### Try it
Look through the entries below and return all lines including the word "chrono".

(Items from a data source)
Start of Block

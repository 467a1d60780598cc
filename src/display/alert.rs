//! Alert display formatting

use tabled::Tabled;

use super::{render_table, truncate};
use crate::models::Alert;

#[derive(Tabled)]
struct AlertRow {
    #[tabled(rename = "ID")]
    id: String,
    #[tabled(rename = "Severity")]
    severity: String,
    #[tabled(rename = "Kind")]
    kind: String,
    #[tabled(rename = "Title")]
    title: String,
    #[tabled(rename = "Message")]
    message: String,
    #[tabled(rename = "Raised")]
    raised: String,
}

/// Format alerts, most severe first
pub fn format_alert_list(alerts: &[Alert]) -> String {
    if alerts.is_empty() {
        return "No alerts.".to_string();
    }

    let mut sorted: Vec<&Alert> = alerts.iter().collect();
    sorted.sort_by(|a, b| {
        b.severity
            .cmp(&a.severity)
            .then(b.created_at.cmp(&a.created_at))
    });

    let rows = sorted
        .into_iter()
        .map(|alert| AlertRow {
            id: alert.id.short(),
            severity: if alert.dismissed {
                format!("{} (dismissed)", alert.severity)
            } else {
                alert.severity.to_string()
            },
            kind: alert.kind.to_string(),
            title: truncate(&alert.title, 30),
            message: truncate(&alert.message, 60),
            raised: alert.created_at.format("%Y-%m-%d").to_string(),
        })
        .collect();

    render_table(rows)
}
//! CLI commands for data export
//!
//! Provides commands for exporting data in various formats.

use std::io::Write;
use std::path::PathBuf;

use clap::{Subcommand, ValueEnum};

use super::{create_output, parse_optional_date};
use crate::error::{SpendwiseError, SpendwiseResult};
use crate::export::{csv, json, yaml};
use crate::storage::Storage;

/// Export format options
#[derive(Debug, Clone, Copy, ValueEnum)]
pub enum ExportFormat {
    /// CSV format (transactions only)
    Csv,
    /// JSON format (everything)
    Json,
    /// YAML format (everything, human-readable)
    Yaml,
}

/// Export subcommands
#[derive(Subcommand, Debug)]
pub enum ExportCommands {
    /// Export all data to a file
    All {
        /// Output file path
        output: PathBuf,

        /// Export format
        #[arg(short, long, value_enum, default_value = "json")]
        format: ExportFormat,

        /// Pretty-print JSON output
        #[arg(long)]
        pretty: bool,
    },

    /// Export transactions to CSV
    Transactions {
        /// Output file path
        output: PathBuf,

        /// First date to include (YYYY-MM-DD)
        #[arg(long)]
        from: Option<String>,

        /// Last date to include (YYYY-MM-DD)
        #[arg(long)]
        to: Option<String>,
    },

    /// Export accounts to CSV
    Accounts {
        /// Output file path
        output: PathBuf,
    },

    /// Show export information without writing files
    Info,
}

/// Handle export commands
pub fn handle_export_command(storage: &Storage, cmd: ExportCommands) -> SpendwiseResult<()> {
    match cmd {
        ExportCommands::All {
            output,
            format,
            pretty,
        } => {
            let mut writer = create_output(&output)?;
            match format {
                ExportFormat::Csv => {
                    let count = csv::export_transactions_csv(storage, &mut writer, None)?;
                    println!("Exported {} transactions to: {}", count, output.display());
                    println!("Note: CSV holds transactions only. Use JSON or YAML for everything.");
                }
                ExportFormat::Json => {
                    json::export_full_json(storage, &mut writer, pretty)?;
                    println!("Full export written to: {}", output.display());
                }
                ExportFormat::Yaml => {
                    yaml::export_full_yaml(storage, &mut writer)?;
                    println!("Full export written to: {}", output.display());
                }
            }
            writer
                .flush()
                .map_err(|e| SpendwiseError::Export(e.to_string()))?;
        }

        ExportCommands::Transactions { output, from, to } => {
            let range = match (parse_optional_date(from)?, parse_optional_date(to)?) {
                (None, None) => None,
                (from, to) => Some((
                    from.unwrap_or(chrono::NaiveDate::MIN),
                    to.unwrap_or(chrono::NaiveDate::MAX),
                )),
            };
            let mut writer = create_output(&output)?;
            let count = csv::export_transactions_csv(storage, &mut writer, range)?;
            println!("Exported {} transactions to: {}", count, output.display());
        }

        ExportCommands::Accounts { output } => {
            let mut writer = create_output(&output)?;
            let count = csv::export_accounts_csv(storage, &mut writer)?;
            println!("Exported {} accounts to: {}", count, output.display());
        }

        ExportCommands::Info => {
            let export = json::FullExport::from_storage(storage)?;

            println!("Export Information");
            println!("==================\n");
            println!("Schema Version: {}", export.schema_version);
            println!("App Version:    {}", export.app_version);
            println!();
            println!("Data Summary:");
            println!("  Accounts:      {}", export.metadata.account_count);
            println!("  Transactions:  {}", export.metadata.transaction_count);
            println!("  Categories:    {}", export.metadata.category_count);
            println!("  Budgets:       {}", export.metadata.budget_count);
            println!("  Goals:         {}", export.metadata.goal_count);
            println!("  Rules:         {}", export.metadata.rule_count);

            if let (Some(earliest), Some(latest)) = (
                &export.metadata.earliest_transaction,
                &export.metadata.latest_transaction,
            ) {
                println!("\nTransactions span {} to {}", earliest, latest);
            }

            println!("\nExamples:");
            println!("  spendwise export all backup.json --format json --pretty");
            println!("  spendwise export transactions txns.csv --from 2025-01-01");
        }
    }

    Ok(())
}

End of Block

### Exercise answer
                    from.unwrap_or(chrono::NaiveDate::MIN),
                    to.unwrap_or(chrono::NaiveDate::MAX),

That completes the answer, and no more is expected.